The Jewish People’s state has always been intended to be a Jewish Democratic state.  The only concession made to the Arab People was to put the collective political rights recognized as belonging to the Jews, in trust so that the Jews could not establish a state until they comprised at least a majority in the area to be ruled.  They also had to be capable of exercising sovereignty over the territory. 

The reason for the British policy is shown in a memorandum of the British Foreign Office written by Arnold Toynbee and Lewis Namier [Sept. 19, 1917] replying to those opposing the Balfour Policy because the Jews in 1917 only had a 10% population minority in all of Palestine and a Jewish State would therefore be antidemocratic.  The BFO replied that they agreed that the immediate rule of the Jewish People would be antidemocratic, but the political rights were intended to be placed in trust until the Jews had a population majority where they would rule so the "antidemocratic" charge was "imaginary". 

The briefing documents of the US Diplomats carried to the Paris Peace talks confirmed this intent of the Settlors of the Palestine Mandate trust.  At the Paris Peace Talks the Arabs and Jews had filed competing applications for the collective political rights to Palestine.  The Allied Principal War Powers recognized the Jewish People as entitled to self-determination in Palestine and agreed to put the collective political rights in a trust, later entitled the Palestine Mandate when they reconvened the next year in San Remo.

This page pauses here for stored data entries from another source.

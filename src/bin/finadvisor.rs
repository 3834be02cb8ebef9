//! Financial document advisory CLI
//!
//! Run with: cargo run --bin finadvisor -- --file data/sample.pdf --query "..."

use std::path::PathBuf;
use std::sync::Arc;

use clap::Parser;
use tracing_subscriber::{layer::SubscriberExt, util::SubscriberInitExt};

use finadvisor::pipeline::Pipeline;
use finadvisor::providers::{GeminiClient, LlmProvider, SerperClient};
use finadvisor::{AdvisorConfig, AnalysisRequest, StageKind};

#[derive(Parser, Debug)]
#[command(name = "finadvisor", version, about = "Analyze a financial document and produce an investment advisory report")]
struct Cli {
    /// Path to the financial document (PDF)
    #[arg(long, short)]
    file: Option<PathBuf>,

    /// What you want to know about the document
    #[arg(long, short, default_value = "Analyze this financial document for investment insights")]
    query: String,

    /// Path to a TOML configuration file
    #[arg(long, short)]
    config: Option<PathBuf>,

    /// Stop the run when the verifier rejects the document
    #[arg(long)]
    halt_on_rejection: bool,

    /// Print intermediate stage outputs, not just the final advisory
    #[arg(long)]
    show_stages: bool,
}

#[tokio::main]
async fn main() -> anyhow::Result<()> {
    dotenvy::dotenv().ok();

    tracing_subscriber::registry()
        .with(
            tracing_subscriber::EnvFilter::try_from_default_env()
                .unwrap_or_else(|_| "finadvisor=info".into()),
        )
        .with(tracing_subscriber::fmt::layer())
        .init();

    let cli = Cli::parse();

    let mut config = match &cli.config {
        Some(path) => AdvisorConfig::load(path)?,
        None => AdvisorConfig::from_env(),
    };
    if cli.halt_on_rejection {
        config.pipeline.halt_on_rejection = true;
    }

    let file_path = cli
        .file
        .unwrap_or_else(|| config.pipeline.default_document.clone());

    let llm = Arc::new(GeminiClient::new(&config.llm)?);
    tracing::info!("LLM: {} ({})", llm.name(), llm.model());
    if !llm.health_check().await.unwrap_or(false) {
        tracing::warn!("LLM endpoint not reachable; the run will likely fail");
    }

    let mut pipeline = Pipeline::new(llm, config.pipeline.clone());
    match SerperClient::new(&config.search) {
        Ok(search) => {
            tracing::info!("web search enabled");
            pipeline = pipeline.with_search(Arc::new(search));
        }
        Err(e) => {
            tracing::info!("web search disabled: {}", e);
        }
    }

    let request = AnalysisRequest::new(file_path, cli.query);
    let run = pipeline.run(&request).await?;

    if cli.show_stages {
        for kind in [StageKind::Verification, StageKind::Analysis, StageKind::RiskAssessment] {
            if let Some(output) = run.output(kind) {
                println!("=== {} ({}) ===\n{}\n", kind, output.role, output.text);
            }
        }
    }

    match run.report() {
        Some(report) => println!("=== Advisory Report ===\n{}", report),
        None => println!("Run halted before the advisory stage (document rejected)."),
    }

    Ok(())
}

Some 52 states including the US approved that trust in 1922.  The trust res vested partially in 1948 when the Jews had achieved a population majority and Britain had abdicated the legal dominion it had over those political rights as the trustee. 

The Jews gained the remainder in 1967 when they gained control over the territory and became capable of exercising sovereignty over it.

Why?  The US Commission of Inquiry established by President Wilson in 1919 to implement his policy on "self-determination" to establish a world map of those entitled to self-determination found that Palestine: was "the cradle and home of their [the Jewish people's] vital race", the basis of the Jewish spiritual contribution, and the Jews were "THE ONLY PEOPLE WHOSE ONLY HOME WAS IN PALESTINE"…[emphasis added] 

Those who claim that the "Palestinian People" should have equal collective rights, ignore that there is no "Palestinian People". 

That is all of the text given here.